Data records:
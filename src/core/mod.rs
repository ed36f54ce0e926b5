//! Core module - pure game logic with no external dependencies
//!
//! This module contains all the game rules, state management, and logic.
//! It has zero dependencies on UI, persistence, or I/O.

pub mod board;
pub mod game_state;
pub mod rng;
pub mod scoring;
pub mod shape;

pub use board::Board;
pub use game_state::{ActivePiece, GameState};
pub use rng::PieceSource;
pub use shape::{spawn_shape, Shape};
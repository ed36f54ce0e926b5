//! TerminalRenderer: flushes a framebuffer to a real terminal.
//!
//! Draws the full frame on first use or after a resize, then diffs against
//! the previous frame and rewrites only changed runs of cells.

use std::io::{self, Write};

use anyhow::Result;

use crossterm::{
    cursor,
    style::{
        Attribute, Color, Print, ResetColor, SetAttribute, SetBackgroundColor, SetForegroundColor,
    },
    terminal, QueueableCommand,
};

use crate::term::fb::{FrameBuffer, Rgb, Style};

pub struct TerminalRenderer {
    stdout: io::Stdout,
    last: Option<FrameBuffer>,
}

impl TerminalRenderer {
    pub fn new() -> Self {
        Self {
            stdout: io::stdout(),
            last: None,
        }
    }

    pub fn enter(&mut self) -> Result<()> {
        terminal::enable_raw_mode()?;
        self.stdout.queue(terminal::EnterAlternateScreen)?;
        self.stdout.queue(cursor::Hide)?;
        self.stdout.queue(terminal::DisableLineWrap)?;
        self.stdout.flush()?;
        Ok(())
    }

    pub fn exit(&mut self) -> Result<()> {
        self.stdout.queue(ResetColor)?;
        self.stdout.queue(SetAttribute(Attribute::Reset))?;
        self.stdout.queue(terminal::EnableLineWrap)?;
        self.stdout.queue(cursor::Show)?;
        self.stdout.queue(terminal::LeaveAlternateScreen)?;
        self.stdout.flush()?;
        terminal::disable_raw_mode()?;
        Ok(())
    }

    /// Force the next draw to be a full redraw (e.g. after a resize event).
    pub fn invalidate(&mut self) {
        self.last = None;
    }

    /// Draw a framebuffer, swapping it into internal state.
    ///
    /// Callers keep one `FrameBuffer` and pass it in every frame; the
    /// renderer diffs against the previous frame and swaps buffers so the
    /// caller can reuse the old allocation.
    pub fn draw(&mut self, fb: &mut FrameBuffer) -> Result<()> {
        let mut prev = match self.last.take() {
            Some(prev) => prev,
            None => FrameBuffer::new(0, 0),
        };

        if prev.width() != fb.width() || prev.height() != fb.height() {
            self.full_redraw(fb)?;
            prev.resize(fb.width(), fb.height());
        } else {
            self.diff_redraw(fb, &prev)?;
        }

        std::mem::swap(&mut prev, fb);
        self.last = Some(prev);
        Ok(())
    }

    fn full_redraw(&mut self, fb: &FrameBuffer) -> Result<()> {
        self.stdout
            .queue(terminal::Clear(terminal::ClearType::All))?;

        let mut current_style: Option<Style> = None;
        for y in 0..fb.height() {
            self.stdout.queue(cursor::MoveTo(0, y))?;
            for x in 0..fb.width() {
                let cell = fb.get(x, y).unwrap_or_default();
                if current_style != Some(cell.style) {
                    self.apply_style(cell.style)?;
                    current_style = Some(cell.style);
                }
                self.stdout.queue(Print(cell.ch))?;
            }
        }

        self.finish_frame()
    }

    fn diff_redraw(&mut self, next: &FrameBuffer, prev: &FrameBuffer) -> Result<()> {
        let mut current_style: Option<Style> = None;

        for_each_changed_run(prev, next, |x, y, len| {
            self.stdout.queue(cursor::MoveTo(x, y))?;
            for dx in 0..len {
                let cell = next.get(x + dx, y).unwrap_or_default();
                if current_style != Some(cell.style) {
                    self.apply_style(cell.style)?;
                    current_style = Some(cell.style);
                }
                self.stdout.queue(Print(cell.ch))?;
            }
            Ok(())
        })?;

        self.finish_frame()
    }

    fn finish_frame(&mut self) -> Result<()> {
        self.stdout.queue(ResetColor)?;
        self.stdout.queue(SetAttribute(Attribute::Reset))?;
        self.stdout.flush()?;
        Ok(())
    }

    fn apply_style(&mut self, style: Style) -> Result<()> {
        self.stdout.queue(SetAttribute(Attribute::Reset))?;
        self.stdout
            .queue(SetForegroundColor(rgb_to_color(style.fg)))?;
        self.stdout
            .queue(SetBackgroundColor(rgb_to_color(style.bg)))?;
        if style.bold {
            self.stdout.queue(SetAttribute(Attribute::Bold))?;
        }
        Ok(())
    }
}

impl Default for TerminalRenderer {
    fn default() -> Self {
        Self::new()
    }
}

fn rgb_to_color(rgb: Rgb) -> Color {
    Color::Rgb {
        r: rgb.r,
        g: rgb.g,
        b: rgb.b,
    }
}

fn for_each_changed_run(
    prev: &FrameBuffer,
    next: &FrameBuffer,
    mut f: impl FnMut(u16, u16, u16) -> Result<()>,
) -> Result<()> {
    let w = next.width();
    let h = next.height();

    for y in 0..h {
        let mut x = 0;
        while x < w {
            if prev.get(x, y) == next.get(x, y) {
                x += 1;
                continue;
            }

            let start = x;
            x += 1;
            while x < w && prev.get(x, y) != next.get(x, y) {
                x += 1;
            }
            f(start, y, x - start)?;
        }
    }

    Ok(())
}
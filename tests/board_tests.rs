//! Board collision and line-clear tests

use blockfall::core::rng::SimpleRng;
use blockfall::core::{spawn_shape, Board, Shape};
use blockfall::types::{Cell, PieceKind, BOARD_HEIGHT, BOARD_WIDTH};

const W: usize = BOARD_WIDTH as usize;
const H: usize = BOARD_HEIGHT as usize;

fn board_rows(board: &Board) -> Vec<Vec<Cell>> {
    board
        .cells()
        .chunks(W)
        .map(|row| row.to_vec())
        .collect()
}

/// Reference line-clear: scan bottom to top, remove each full row, insert an
/// empty row at the top, and re-examine the same row index after a removal.
/// This is the original game's algorithm, kept here to prove the single-pass
/// compaction in `Board` is equivalent.
fn clear_lines_rescan(rows: &mut Vec<Vec<Cell>>) -> usize {
    let mut cleared = 0;
    let mut y = rows.len() as i32 - 1;
    while y >= 0 {
        if rows[y as usize].iter().all(|c| c.is_some()) {
            rows.remove(y as usize);
            rows.insert(0, vec![None; W]);
            cleared += 1;
        } else {
            y -= 1;
        }
    }
    cleared
}

#[test]
fn collides_exactly_on_bounds_or_overlap() {
    let mut board = Board::new();
    board.set(5, 10, Some(PieceKind::T));

    for kind in PieceKind::ALL {
        let mut shape = spawn_shape(kind);
        for _ in 0..4 {
            for y in -4..(H as i8 + 4) {
                for x in -4..(W as i8 + 4) {
                    let expected = shape.occupied().any(|(dx, dy)| {
                        let px = x + dx;
                        let py = y + dy;
                        px < 0
                            || px >= W as i8
                            || py >= H as i8
                            || (py >= 0 && board.get(px, py) == Some(Some(PieceKind::T)))
                    });
                    assert_eq!(
                        board.collides(x, y, &shape),
                        expected,
                        "{kind:?} at ({x},{y})"
                    );
                }
            }
            shape = shape.rotated();
        }
    }
}

#[test]
fn merge_then_collide_on_same_cells() {
    let mut board = Board::new();
    let t = spawn_shape(PieceKind::T);

    assert!(!board.collides(4, 17, &t));
    board.merge(4, 17, &t, PieceKind::T);
    assert!(board.collides(4, 17, &t));

    // A piece directly above now rests on the merged cells.
    assert!(board.collides(4, 16, &t));
}

#[test]
fn four_simultaneous_full_rows_clear_together() {
    let mut board = Board::new();
    for y in (H - 4)..H {
        for x in 0..W {
            board.set(x as i8, y as i8, Some(PieceKind::I));
        }
    }
    // A survivor above the cleared block.
    board.set(2, (H - 5) as i8, Some(PieceKind::J));

    let cleared = board.clear_full_rows();

    assert_eq!(cleared, 4);
    assert_eq!(board.cells().len(), W * H);
    // Survivor moved to the bottom, top rows are empty.
    assert_eq!(board.get(2, (H - 1) as i8), Some(Some(PieceKind::J)));
    for y in 0..4 {
        assert!(board.cells()[y * W..(y + 1) * W].iter().all(Cell::is_none));
    }
}

#[test]
fn compaction_matches_rescan_reference_on_patterns() {
    // Hand-picked row patterns: adjacent full rows, separated full rows,
    // full rows at the very top and very bottom.
    let full_row_sets: [&[usize]; 6] = [
        &[19],
        &[18, 19],
        &[15, 17, 19],
        &[0],
        &[0, 19],
        &[16, 17, 18, 19],
    ];

    for full_rows in full_row_sets {
        let mut board = Board::new();
        for &y in full_rows {
            for x in 0..W {
                board.set(x as i8, y as i8, Some(PieceKind::S));
            }
        }
        // Scatter a few partial cells elsewhere.
        for y in [2usize, 9, 13] {
            if !full_rows.contains(&y) {
                board.set((y % W) as i8, y as i8, Some(PieceKind::L));
            }
        }

        let mut reference = board_rows(&board);
        let expected_cleared = clear_lines_rescan(&mut reference);

        let cleared = board.clear_full_rows();

        assert_eq!(cleared, expected_cleared, "rows {full_rows:?}");
        assert_eq!(board_rows(&board), reference, "rows {full_rows:?}");
    }
}

#[test]
fn compaction_matches_rescan_reference_on_random_boards() {
    let mut rng = SimpleRng::new(0xB10C);

    for round in 0..200 {
        let mut board = Board::new();
        for y in 0..H {
            // Bias toward dense rows so full rows actually occur.
            let make_full = rng.next_range(4) == 0;
            for x in 0..W {
                let filled = make_full || rng.next_range(3) > 0;
                if filled {
                    board.set(x as i8, y as i8, Some(PieceKind::Z));
                }
            }
        }

        let mut reference = board_rows(&board);
        let expected_cleared = clear_lines_rescan(&mut reference);

        let cleared = board.clear_full_rows();

        assert_eq!(cleared, expected_cleared, "round {round}");
        assert_eq!(board_rows(&board), reference, "round {round}");
    }
}

#[test]
fn shape_rows_are_uniform_width() {
    // Every cell outside the declared width/height reads as empty, so no
    // rotation can produce a ragged row.
    for kind in PieceKind::ALL {
        let mut shape: Shape = spawn_shape(kind);
        for _ in 0..4 {
            for y in 0..shape.height() {
                for x in shape.width()..4 {
                    assert!(!shape.at(x, y));
                }
            }
            shape = shape.rotated();
        }
    }
}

● **Task details**: All lines from the beginning of the entries through the line marked "pub use rng::PieceSource;" are to be output exactly; nothing else belongs in the answer.

● **Response to the exercise**:
filename src/core/mod.rs
repository ed36f54ce0e926b5
//! Core module - pure game logic with no external dependencies
//!
//! This module contains all the game rules, state management, and logic.
//! It has zero dependencies on UI, persistence, or I/O.

pub mod board;
pub mod game_state;
pub mod rng;
pub mod scoring;
pub mod shape;

pub use board::Board;
pub use game_state::{ActivePiece, GameState};
pub use rng::PieceSource;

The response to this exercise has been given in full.